June 15, 2022 10:36 AM   Subscribe

I'm signing on to write a 50K non-fiction book biography of sorts over my maternity leave, which will be 4th months long. Looking for allll of the tips!

This will be my second child, my first will be at daycare during the week, and on weekends my husband and parents will be around to help support. Would love any tips you have for structure, routine, expectations, emotions, etc.!

I'll note that at this time I am not considering NOT doing it, barring some major unforeseen circumstance. It's an amazing opportunity and I consider myself lucky that it falls over my maternity leave, as opposed to juggling a newborn AND full-time work.

Thank you in advance!
posted by knownassociate to Writing & Language (19 answers total) 6 users marked this as a favorite
I'd keep your expectations very low even knowing that this isn't your first time. Not all babies will allow that level of free time, even if your first one did. By all means give it a shot, but have a fall-back plan or just be willing to accept the possibility of not writing this book within this time period if you happen to get a newborn that never sleeps, can't be put down and screams all day and all night. It was hard enough to experience that without also being disappointed about not being able to do a big planned project (which would never ever have been remotely possible for me - I had literally zero free time for the first few months since I had to take the chance to sleep at every possible moment to survive), so I would be really cautious about the determination you're showing here (as admirable as it is!).
posted by randomnity at 12:14 PM on June 15, 2022 [14 favorites]

Agreed. I had a year of mat leave, but my kid was an atrocious sleeper, so I couldn't have done any kind of projects even in double the time you've got.

What I'd do, is to line up some sort of childcare, even if it's just for two hours a day, or every couple of days. Enough time that you can get into the zone, not so much that it affects bonding. Can your parents help during the week? Or another relative? Or can you find a childminder who could do short stretches, who is experienced with young babies?

Basically, get a framework in place so that if your kid doesn't sleep, or nap, or both (like my first), you have some kind of way of getting a little time during the day.

And, as randomnity says above, make your peace with the fact that this is a big goal, and that it's ok if you decide you can't or won't do it because it's harming you or your bonding time with your baby.
posted by greenish at 12:42 PM on June 15, 2022 [1 favorite]

I would plan to have someone else available for child care during the times you expect to work.
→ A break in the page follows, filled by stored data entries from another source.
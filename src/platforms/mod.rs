use async_trait::async_trait;
use std::collections::HashSet;
use std::future::Future;
use std::time::Duration;

use crate::types::{
    ActuatorError, ActuatorResult, AuditRecord, ChannelId, EventRef, StuckActionError, UserId,
};

pub mod memory;

/// Outward calls into the chat platform. Implemented by the host.
#[async_trait]
pub trait Actuator: Send + Sync {
    async fn apply_mute(&self, subject: UserId) -> ActuatorResult<()>;

    async fn remove_mute(&self, subject: UserId) -> ActuatorResult<()>;

    /// Current mute state, `NotFound` if the subject cannot be resolved
    async fn is_muted(&self, subject: UserId) -> ActuatorResult<bool>;

    async fn apply_ban(&self, subject: UserId) -> ActuatorResult<()>;

    async fn unban(&self, subject: UserId) -> ActuatorResult<()>;

    async fn is_banned(&self, subject: UserId) -> ActuatorResult<bool>;

    async fn remove_self_mute(&self, subject: UserId) -> ActuatorResult<()>;

    async fn is_self_muted(&self, subject: UserId) -> ActuatorResult<bool>;

    /// Reset the bot's custom status; clearing an empty status succeeds
    async fn clear_status(&self) -> ActuatorResult<()>;

    async fn delete_message(&self, event: &EventRef) -> ActuatorResult<()>;

    /// Re-post the message with its content replaced
    async fn redact_message(&self, event: &EventRef, new_text: &str) -> ActuatorResult<()>;

    async fn send_notice(&self, channel: ChannelId, text: &str) -> ActuatorResult<()>;

    async fn send_direct(&self, subject: UserId, text: &str) -> ActuatorResult<()>;
}

/// Surfaces events that need human attention
#[async_trait]
pub trait OperatorNotifier: Send + Sync {
    async fn report_stuck_action(&self, error: &StuckActionError);

    async fn report_sanction(&self, record: &AuditRecord);
}

/// Capability check supplied by the host (staff, bots, trusted identities)
pub trait ExemptionPolicy: Send + Sync {
    fn is_exempt(&self, author: UserId) -> bool;
}

/// Exemptions from a fixed id list, usually `exempt_user_ids` from the config
#[derive(Debug, Clone, Default)]
pub struct StaticExemptions {
    ids: HashSet<UserId>,
}

impl StaticExemptions {
    pub fn new<I: IntoIterator<Item = UserId>>(ids: I) -> Self {
        Self { ids: ids.into_iter().collect() }
    }
}

impl ExemptionPolicy for StaticExemptions {
    fn is_exempt(&self, author: UserId) -> bool {
        self.ids.contains(&author)
    }
}

/// Run a platform call with an upper bound; expiry counts as a failure
pub async fn bounded<T, F>(limit: Duration, call: F) -> ActuatorResult<T>
where
    F: Future<Output = ActuatorResult<T>>,
{
    match tokio::time::timeout(limit, call).await {
        Ok(result) => result,
        Err(_) => Err(ActuatorError::TimedOut(limit)),
    }
}
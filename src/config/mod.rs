// src/config/mod.rs - Moderation configuration loading and validation

use anyhow::{Context, Result};
use log::{debug, info, warn};
use serde::{Deserialize, Serialize};
use std::collections::HashSet;
use std::env;
use std::path::Path;
use std::time::Duration;
use tokio::fs;

use crate::types::{ChannelId, UserId};

/// Everything the moderation core reads from its host
#[derive(Debug, Clone, PartialEq, Serialize, Deserialize)]
#[serde(default)]
pub struct ModerationConfig {
    /// Trusted and system identities, bypass every check
    pub exempt_user_ids: HashSet<UserId>,
    /// Channels where censor and spam detection are not applied (staff areas)
    pub unmoderated_channel_ids: HashSet<ChannelId>,
    pub detection: DetectionConfig,
    pub sanctions: SanctionConfig,
    pub scheduler: SchedulerConfig,
    pub invites: InviteConfig,
    pub pings: PingConfig,
}

#[derive(Debug, Clone, PartialEq, Serialize, Deserialize)]
#[serde(default)]
pub struct DetectionConfig {
    /// Size of the shared recent-activity ring
    pub window_capacity: usize,
    pub warn_threshold: usize,
    pub mute_threshold: usize,
    pub caps_warn_threshold: usize,
    pub caps_sanction_threshold: usize,
    /// Uppercase letters must exceed lowercase ones by more than this
    pub shout_margin: usize,
}

#[derive(Debug, Clone, PartialEq, Serialize, Deserialize)]
#[serde(default)]
pub struct SanctionConfig {
    pub default_mute_duration_seconds: u64,
    pub actuator_timeout_seconds: u64,
}

#[derive(Debug, Clone, PartialEq, Serialize, Deserialize)]
#[serde(default)]
pub struct SchedulerConfig {
    pub poll_interval_seconds: u64,
    pub handler_timeout_seconds: u64,
}

#[derive(Debug, Clone, PartialEq, Serialize, Deserialize)]
#[serde(default)]
pub struct InviteConfig {
    pub domains: Vec<String>,
    pub allowed_codes: Vec<String>,
}

#[derive(Debug, Clone, PartialEq, Serialize, Deserialize)]
#[serde(default)]
pub struct PingConfig {
    pub context_messages: usize,
    pub context_max_age_seconds: u64,
    pub preview_length: usize,
    pub excluded_channel_ids: HashSet<ChannelId>,
}

impl Default for ModerationConfig {
    fn default() -> Self {
        Self {
            exempt_user_ids: HashSet::new(),
            unmoderated_channel_ids: HashSet::new(),
            detection: DetectionConfig::default(),
            sanctions: SanctionConfig::default(),
            scheduler: SchedulerConfig::default(),
            invites: InviteConfig::default(),
            pings: PingConfig::default(),
        }
    }
}

impl Default for DetectionConfig {
    fn default() -> Self {
        Self {
            window_capacity: 20,
            warn_threshold: 3,
            mute_threshold: 6,
            caps_warn_threshold: 3,
            caps_sanction_threshold: 8,
            shout_margin: 3,
        }
    }
}

impl Default for SanctionConfig {
    fn default() -> Self {
        Self {
            default_mute_duration_seconds: 3600,
            actuator_timeout_seconds: 10,
        }
    }
}

impl Default for SchedulerConfig {
    fn default() -> Self {
        Self {
            poll_interval_seconds: 60,
            handler_timeout_seconds: 30,
        }
    }
}

impl Default for InviteConfig {
    fn default() -> Self {
        Self {
            domains: vec![
                "discord.gg".to_string(),
                "discord.com/invite".to_string(),
                "discordapp.com/invite".to_string(),
            ],
            allowed_codes: Vec::new(),
        }
    }
}

impl Default for PingConfig {
    fn default() -> Self {
        Self {
            context_messages: 5,
            context_max_age_seconds: 3 * 3600,
            preview_length: 100,
            excluded_channel_ids: HashSet::new(),
        }
    }
}

impl SanctionConfig {
    pub fn mute_duration(&self) -> chrono::Duration {
        chrono::Duration::seconds(self.default_mute_duration_seconds as i64)
    }

    pub fn actuator_timeout(&self) -> Duration {
        Duration::from_secs(self.actuator_timeout_seconds)
    }
}

impl SchedulerConfig {
    pub fn poll_interval(&self) -> Duration {
        Duration::from_secs(self.poll_interval_seconds)
    }

    pub fn handler_timeout(&self) -> Duration {
        Duration::from_secs(self.handler_timeout_seconds)
    }
}

impl PingConfig {
    pub fn context_max_age(&self) -> chrono::Duration {
        chrono::Duration::seconds(self.context_max_age_seconds as i64)
    }
}

#[derive(Debug, Clone, Copy, PartialEq)]
enum ConfigFormat {
    Yaml,
    Toml,
}

impl ConfigFormat {
    fn from_path(path: &Path) -> Self {
        match path.extension().and_then(|ext| ext.to_str()) {
            Some("toml") => ConfigFormat::Toml,
            _ => ConfigFormat::Yaml,
        }
    }
}

impl ModerationConfig {
    /// Load configuration, writing a default file first when none exists
    pub async fn load_or_create<P: AsRef<Path>>(path: P) -> Result<Self> {
        let path = path.as_ref();
        if !path.exists() {
            warn!("Moderation config not found, creating default: {}", path.display());
            let config = Self::default();
            config.save(path).await?;
            return Ok(config);
        }
        Self::load(path).await
    }

    /// Load and validate configuration from a YAML or TOML file
    pub async fn load<P: AsRef<Path>>(path: P) -> Result<Self> {
        let path = path.as_ref();
        let content = fs::read_to_string(path)
            .await
            .with_context(|| format!("Failed to read moderation config: {}", path.display()))?;

        let config = Self::parse(&content, ConfigFormat::from_path(path))
            .with_context(|| format!("Failed to parse moderation config: {}", path.display()))?;

        config.validate()?;
        info!("Loaded moderation config from {}", path.display());
        Ok(config)
    }

    fn parse(content: &str, format: ConfigFormat) -> Result<Self> {
        let config = match format {
            ConfigFormat::Yaml => serde_yaml::from_str(content)?,
            ConfigFormat::Toml => toml::from_str(content)?,
        };
        Ok(config)
    }

    pub async fn save<P: AsRef<Path>>(&self, path: P) -> Result<()> {
        let path = path.as_ref();
        let rendered = match ConfigFormat::from_path(path) {
            ConfigFormat::Yaml => serde_yaml::to_string(self).context("Failed to serialize config to YAML")?,
            ConfigFormat::Toml => toml::to_string_pretty(self).context("Failed to serialize config to TOML")?,
        };

        if let Some(parent) = path.parent() {
            if !parent.as_os_str().is_empty() {
                fs::create_dir_all(parent)
                    .await
                    .with_context(|| format!("Failed to create config directory: {}", parent.display()))?;
            }
        }

        fs::write(path, rendered)
            .await
            .with_context(|| format!("Failed to write moderation config: {}", path.display()))?;
        info!("Wrote moderation config to {}", path.display());
        Ok(())
    }

    /// Apply `CHATWARDEN_*` environment overrides on top of the file values
    pub fn apply_env_overrides(&mut self) -> Result<()> {
        fn read<T: std::str::FromStr>(name: &str) -> Result<Option<T>>
        where
            T::Err: std::fmt::Display,
        {
            match env::var(name) {
                Ok(raw) => raw
                    .trim()
                    .parse::<T>()
                    .map(Some)
                    .map_err(|e| anyhow::anyhow!("Invalid value for {}: {}", name, e)),
                Err(_) => Ok(None),
            }
        }

        if let Some(v) = read("CHATWARDEN_WINDOW_CAPACITY")? {
            self.detection.window_capacity = v;
        }
        if let Some(v) = read("CHATWARDEN_WARN_THRESHOLD")? {
            self.detection.warn_threshold = v;
        }
        if let Some(v) = read("CHATWARDEN_MUTE_THRESHOLD")? {
            self.detection.mute_threshold = v;
        }
        if let Some(v) = read("CHATWARDEN_CAPS_WARN_THRESHOLD")? {
            self.detection.caps_warn_threshold = v;
        }
        if let Some(v) = read("CHATWARDEN_CAPS_SANCTION_THRESHOLD")? {
            self.detection.caps_sanction_threshold = v;
        }
        if let Some(v) = read("CHATWARDEN_POLL_INTERVAL_SECONDS")? {
            self.scheduler.poll_interval_seconds = v;
        }
        if let Some(v) = read("CHATWARDEN_MUTE_DURATION_SECONDS")? {
            self.sanctions.default_mute_duration_seconds = v;
        }
        if let Ok(ids) = env::var("CHATWARDEN_EXEMPT_USERS") {
            for id in ids.split(',').map(str::trim).filter(|s| !s.is_empty()) {
                let id: UserId = id
                    .parse()
                    .map_err(|e| anyhow::anyhow!("Invalid user id '{}' in CHATWARDEN_EXEMPT_USERS: {}", id, e))?;
                self.exempt_user_ids.insert(id);
            }
        }

        debug!("Applied environment overrides to moderation config");
        self.validate()
    }

    pub fn validate(&self) -> Result<()> {
        let d = &self.detection;
        if d.window_capacity == 0 {
            return Err(anyhow::anyhow!("detection.window_capacity must be at least 1"));
        }
        if d.warn_threshold == 0 || d.mute_threshold == 0 {
            return Err(anyhow::anyhow!("repetition thresholds must be at least 1"));
        }
        if d.warn_threshold > d.mute_threshold {
            return Err(anyhow::anyhow!(
                "warn_threshold ({}) must not exceed mute_threshold ({})",
                d.warn_threshold,
                d.mute_threshold
            ));
        }
        if d.caps_warn_threshold > d.caps_sanction_threshold {
            return Err(anyhow::anyhow!(
                "caps_warn_threshold ({}) must not exceed caps_sanction_threshold ({})",
                d.caps_warn_threshold,
                d.caps_sanction_threshold
            ));
        }
        if self.scheduler.poll_interval_seconds == 0 {
            return Err(anyhow::anyhow!("scheduler.poll_interval_seconds must be positive"));
        }
        if self.scheduler.handler_timeout_seconds == 0 || self.sanctions.actuator_timeout_seconds == 0 {
            return Err(anyhow::anyhow!("timeouts must be positive"));
        }
        if self.sanctions.default_mute_duration_seconds == 0 {
            return Err(anyhow::anyhow!("sanctions.default_mute_duration_seconds must be positive"));
        }
        if self.invites.domains.iter().any(|d| d.trim().is_empty()) {
            return Err(anyhow::anyhow!("invites.domains must not contain empty entries"));
        }
        Ok(())
    }
}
So, either hire someone during the week or reserve your writing time for the weekends when your husband and family can care for the child.
posted by rodneyaug at 12:45 PM on June 15, 2022

Otessa Moshfegh read this book before writing her Booker nominated novel, Eileen.
posted by dobbs at 12:47 PM on June 15, 2022

Hire a nanny. Maternity leave is not a vacation. You will be exhausted, your child may be colicky, as my second was, and the birth may not go as smoothly as you expect.
Sorry to be discouraging, but unless everything goes ideally, this could at the very least, a really bad idea.
posted by Enid Lareg at 1:38 PM on June 15, 2022 [9 favorites]

As a fellow writer I know the temptation you're feeling deep down in my bones. 4 whole months! OF COURSE you want to use it for writing your book. Any writer would dream this dream.

As a fellow mom I want to give you a look and a hug, and say, "Honey, hush." Don't do this to yourself. It's unkind to your body, unkind to your mind, and unkind to your spirit to demand a book from yourself when you have just given birth to your second baby.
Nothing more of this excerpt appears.